More serious queestions, Raymond.
No, HSCT is not just chemotherapy. The basic idea is to harvest stem-cells from the patient’s own body (say from bone marrow from the thigh), zap the immune system (so-called reset it), put the stemcells back as near to the heart as possible (a vein in the neck is favourite) and let them get to work repairing the myelin. There is the first problem - unless the stemcells are put back using the patient’s own blood (not easy if you have to store it for any period of time while the SCs are extracted from the bone marrow) then the donor blood must be correctly treated or you are just putting new problems back in.
The idea of chemotherapy is to use an agent (often based on a platinum salt) that will stop the growth of the cancer cells (which tend to be much faster growing than ordinary cells) then zap the area around the tumour with pulsed X-rays to kill the inactve cells in the tumour. This is considered to be non-invasive since there are no incisions or insertions (HSCT is, of course, invasive by its very nature). Typically this is done over a three week cycle - one week of therapy, one week recovery, one week of normal life.
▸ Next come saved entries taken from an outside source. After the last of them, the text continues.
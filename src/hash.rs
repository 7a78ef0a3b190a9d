//! Hash layout shared by both estimators.
//!
//! A 64-bit hash with precision `b` is split into:
//! - bits 63..(64 - b)  - register index (top `b` bits, `0` when `b == 0`)
//! - bits (63 - b)..0   - remaining bits, whose leading zeros drive register values
//!
//! Leading zeros are counted within the `64 - b` bits width of the remaining bits,
//! so a hash whose remaining bits are all zero has `64 - b` leading zeros.

use tracing::debug;

use crate::error::EstimatorError;

/// Width of a hash value in bits
pub const HASH_BITS: u32 = 64;
/// Maximum supported precision, which gives `2^18` registers
pub const MAX_PRECISION: u8 = 18;

/// Validate precision passed at construction.
/// Negative values are clamped to 0, values above `MAX_PRECISION` are rejected.
pub(crate) fn checked_precision(precision: i32) -> Result<u8, EstimatorError> {
    if precision < 0 {
        debug!(precision, "clamping negative precision to 0");
        return Ok(0);
    }
    u8::try_from(precision)
        .ok()
        .filter(|&p| p <= MAX_PRECISION)
        .ok_or(EstimatorError::PrecisionOutOfRange {
            precision,
            max: MAX_PRECISION,
        })
}

/// Return register index stored in the top `precision` bits of `hash`
#[inline]
pub fn register_index(hash: u64, precision: u8) -> usize {
    if precision == 0 {
        return 0;
    }
    (hash >> (HASH_BITS - u32::from(precision))) as usize
}

/// Return the low `64 - precision` bits of `hash`
#[inline]
pub fn remaining_bits(hash: u64, precision: u8) -> u64 {
    if precision == 0 {
        return hash;
    }
    hash & ((1 << (HASH_BITS - u32::from(precision))) - 1)
}

/// Return number of leading zeros of the remaining bits within their `64 - precision` width
#[inline]
pub fn leading_zeros(hash: u64, precision: u8) -> u8 {
    (remaining_bits(hash, precision).leading_zeros() - u32::from(precision)) as u8
}

/// Return 1-indexed position of the first set bit among the remaining bits, or 0 if none is set
#[inline]
pub fn rank(hash: u64, precision: u8) -> u8 {
    if remaining_bits(hash, precision) == 0 {
        return 0;
    }
    leading_zeros(hash, precision) + 1
}
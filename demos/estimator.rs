use split_hyperloglog::{CardinalityEstimator, EstimatorConfig, EstimatorKind};

fn main() {
    for kind in [EstimatorKind::Standard, EstimatorKind::Compact] {
        let mut sketch = EstimatorConfig::default()
            .with_kind(kind)
            .with_precision(12)
            .build::<usize>()
            .unwrap();
        for i in 0..100_000 {
            sketch.add_elem(&i);
        }
        sketch.compute_cardinality();
        println!("{:?} estimate = {} ({:?})", kind, sketch.cardinality(), sketch);
    }
}
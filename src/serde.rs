//! # Serde module for estimators
//!
//! This module provides serde-based (serialization and deserialization) features for
//! `StandardEstimator` and `CompactEstimator`, using custom serialization and
//! deserialization so that only register state is stored.
//!
//! During serialization, estimators are converted into tuples:
//! - `StandardEstimator`: `(precision, cardinality, registers)`
//! - `CompactEstimator`: `(precision, cardinality, dense_words, overflow)`, where `overflow`
//!   is a list of `(index, value)` pairs sorted by index.
//!
//! During deserialization, the tuple is validated (register count, register and overflow
//! ranges) before the estimator is reconstructed, so malformed input yields an error
//! instead of an estimator with broken invariants.
//!
//! Refer to the serde documentation for more details on custom serialization and deserialization:
//! - [Serialization](https://serde.rs/impl-serialize.html)
//! - [Deserialization](https://serde.rs/impl-deserialize.html)
use std::collections::HashMap;

use serde::de::Error;
use serde::ser::SerializeTuple;
use serde::{Deserialize, Serialize};

use crate::compact::CompactEstimator;
use crate::estimator::CardinalityEstimator;
use crate::standard::StandardEstimator;

impl<T: ?Sized, H> Serialize for StandardEstimator<T, H> {
    fn serialize<S>(&self, serializer: S) -> Result<S::Ok, S::Error>
    where
        S: serde::Serializer,
    {
        let mut tup = serializer.serialize_tuple(3)?;
        tup.serialize_element(&self.precision())?;
        tup.serialize_element(&self.cardinality())?;
        tup.serialize_element(self.registers())?;
        tup.end()
    }
}

impl<'de, T: ?Sized, H> Deserialize<'de> for StandardEstimator<T, H> {
    fn deserialize<D>(deserializer: D) -> Result<Self, D::Error>
    where
        D: serde::Deserializer<'de>,
    {
        let (precision, cardinality, registers): (u8, u64, Vec<u8>) =
            Deserialize::deserialize(deserializer)?;
        StandardEstimator::from_parts(precision, cardinality, registers).map_err(Error::custom)
    }
}

impl<T: ?Sized, H, const D: usize, const O: usize> Serialize for CompactEstimator<T, H, D, O> {
    fn serialize<S>(&self, serializer: S) -> Result<S::Ok, S::Error>
    where
        S: serde::Serializer,
    {
        // Sort overflow entries so that equal estimators serialize identically.
        let mut overflow: Vec<(usize, u8)> = self.overflow_iter().collect();
        overflow.sort_unstable();

        let mut tup = serializer.serialize_tuple(4)?;
        tup.serialize_element(&self.precision())?;
        tup.serialize_element(&self.cardinality())?;
        tup.serialize_element(self.dense_words())?;
        tup.serialize_element(&overflow)?;
        tup.end()
    }
}

impl<'de, T: ?Sized, H, const D: usize, const O: usize> Deserialize<'de>
    for CompactEstimator<T, H, D, O>
{
    fn deserialize<De>(deserializer: De) -> Result<Self, De::Error>
    where
        De: serde::Deserializer<'de>,
    {
        let (precision, cardinality, dense, overflow): (u8, u64, Vec<u32>, Vec<(usize, u8)>) =
            Deserialize::deserialize(deserializer)?;
        let len = overflow.len();
        let overflow: HashMap<usize, u8> = overflow.into_iter().collect();
        if overflow.len() != len {
            return Err(Error::custom("duplicate overflow index"));
        }
        CompactEstimator::from_parts(precision, cardinality, dense, overflow).map_err(Error::custom)
    }
}

#[cfg(test)]
pub mod tests {
    use super::*;
    use test_case::test_case;

    #[test_case(0; "empty set")]
    #[test_case(1; "single element")]
    #[test_case(2; "two distinct elements")]
    #[test_case(100; "hundred distinct elements")]
    #[test_case(10000; "ten thousand distinct elements")]
    fn test_serde_standard(n: usize) {
        let mut estimator = StandardEstimator::<str>::new(8).unwrap();
        for i in 0..n {
            estimator.add_elem(&format!("item{}", i));
        }
        estimator.compute_cardinality();

        let serialized = serde_json::to_string(&estimator).expect("serialization failed");
        let deserialized: StandardEstimator<str> =
            serde_json::from_str(&serialized).expect("deserialization failed");

        assert_eq!(estimator, deserialized);
    }

    #[test_case(0; "empty set")]
    #[test_case(1; "single element")]
    #[test_case(2; "two distinct elements")]
    #[test_case(100; "hundred distinct elements")]
    #[test_case(10000; "ten thousand distinct elements")]
    fn test_serde_compact(n: usize) {
        let mut estimator = CompactEstimator::<str>::new(8).unwrap();
        for i in 0..n {
            estimator.add_elem(&format!("item{}", i));
        }
        // Force some registers to spill into overflow.
        estimator.update_bucket(0, 40).unwrap();
        estimator.update_bucket(7, 17).unwrap();
        estimator.compute_cardinality();

        let serialized = serde_json::to_string(&estimator).expect("serialization failed");
        let deserialized: CompactEstimator<str> =
            serde_json::from_str(&serialized).expect("deserialization failed");

        assert_eq!(estimator, deserialized);
        assert_eq!(deserialized.register(0), Some(40));
        assert!(deserialized.overflow_len() >= 2);
    }

    #[test]
    fn test_serialized_compact_layout() {
        let mut e = CompactEstimator::<str>::new(0).unwrap();
        e.update_bucket(0, 16).unwrap();
        assert_eq!(serde_json::to_string(&e).unwrap(), "[0,0,[0,0],[[0,1]]]");
    }

    #[test_case(0)]
    #[test_case(4)]
    #[test_case(18)]
    fn test_serde_compact_highest_register(precision: u8) {
        let mut estimator = CompactEstimator::<str>::new(i32::from(precision)).unwrap();
        let max = 64 - precision;
        estimator.update_bucket(0, max).unwrap();
        assert!(estimator.update_bucket(0, max + 1).is_err());
        assert!(estimator.update_bucket(0, 64 + 128).is_err());
        estimator.compute_cardinality();

        let serialized = serde_json::to_string(&estimator).expect("serialization failed");
        let deserialized: CompactEstimator<str> =
            serde_json::from_str(&serialized).expect("deserialization failed");

        assert_eq!(estimator, deserialized);
        assert_eq!(deserialized.register(0), Some(u32::from(max)));
    }

    #[test]
    fn test_deserialize_invalid_json() {
        let invalid_json = "{ invalid_json_string }";
        let result: Result<StandardEstimator<str>, _> = serde_json::from_str(invalid_json);
        assert!(result.is_err());
        let result: Result<CompactEstimator<str>, _> = serde_json::from_str(invalid_json);
        assert!(result.is_err());
    }

    #[test_case("[2,0,[0,0,0]]"; "register count mismatch")]
    #[test_case("[1,0,[0,64]]"; "register out of range")]
    #[test_case("[19,0,[]]"; "precision out of range")]
    #[test_case("[2,0,[0,0,0,0],1]"; "trailing element")]
    fn test_failed_standard_deserialization(input: &str) {
        let result: Result<StandardEstimator<str>, _> = serde_json::from_str(input);
        assert!(result.is_err());
    }

    #[test_case("[0,0,[0],[]]"; "dense word count mismatch")]
    #[test_case("[0,0,[0,0],[[1,1]]]"; "overflow index out of range")]
    #[test_case("[0,0,[0,0],[[0,9]]]"; "overflow value out of range")]
    #[test_case("[0,0,[0,0],[[0,1],[0,2]]]"; "duplicate overflow index")]
    #[test_case("[4,0,[0,0,0],[[3,7]]]"; "register out of range")]
    fn test_failed_compact_deserialization(input: &str) {
        let result: Result<CompactEstimator<str>, _> = serde_json::from_str(input);
        assert!(result.is_err());
    }
}
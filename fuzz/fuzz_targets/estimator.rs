#![no_main]

use libfuzzer_sys::fuzz_target;
use split_hyperloglog::{CardinalityEstimator, CompactEstimator, StandardEstimator};
use wyhash::wyhash;

fuzz_target!(|data: &[u8]| {
    if data.is_empty() {
        return;
    }

    let precision = (wyhash(data, 0) % 19) as i32;
    let mut standard = StandardEstimator::<[u8]>::new(precision).unwrap();
    let mut compact = CompactEstimator::<[u8]>::new(precision).unwrap();

    for chunk in data.chunks(4) {
        standard.add_elem(chunk);
        compact.add_elem(chunk);
    }

    // A hash with no bit set after the index has rank 0 but `64 - b` leading zeros
    let all_zero = 64 - u32::from(standard.precision());
    let mut all_zero_seen = false;
    for idx in 0..standard.num_registers() {
        let rank = u32::from(standard.register(idx).unwrap());
        let value = compact.register(idx).unwrap();
        if value == all_zero && rank != value + 1 {
            all_zero_seen = true;
            continue;
        }
        assert!(rank == value + 1 || (rank == 0 && value == 0));
    }

    standard.compute_cardinality();
    compact.compute_cardinality();
    if !all_zero_seen {
        assert!(standard.cardinality() >= compact.cardinality());
    }
    assert!(compact.size_of() > 0);
});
So, cancer patients go through a different process (and that does not always work either).
When (and I am sure it will happen) all the kinks are worked out of the stem-cell procedure, then it will probably bring a lot of relief to MS patients. I am also sure it will not happen any day soon (and certainly not in time to do me any good).
No, I don’t think you are way off track at least you are asking the right sort of questions. Don’t give up hope, but don’t hold your breath either.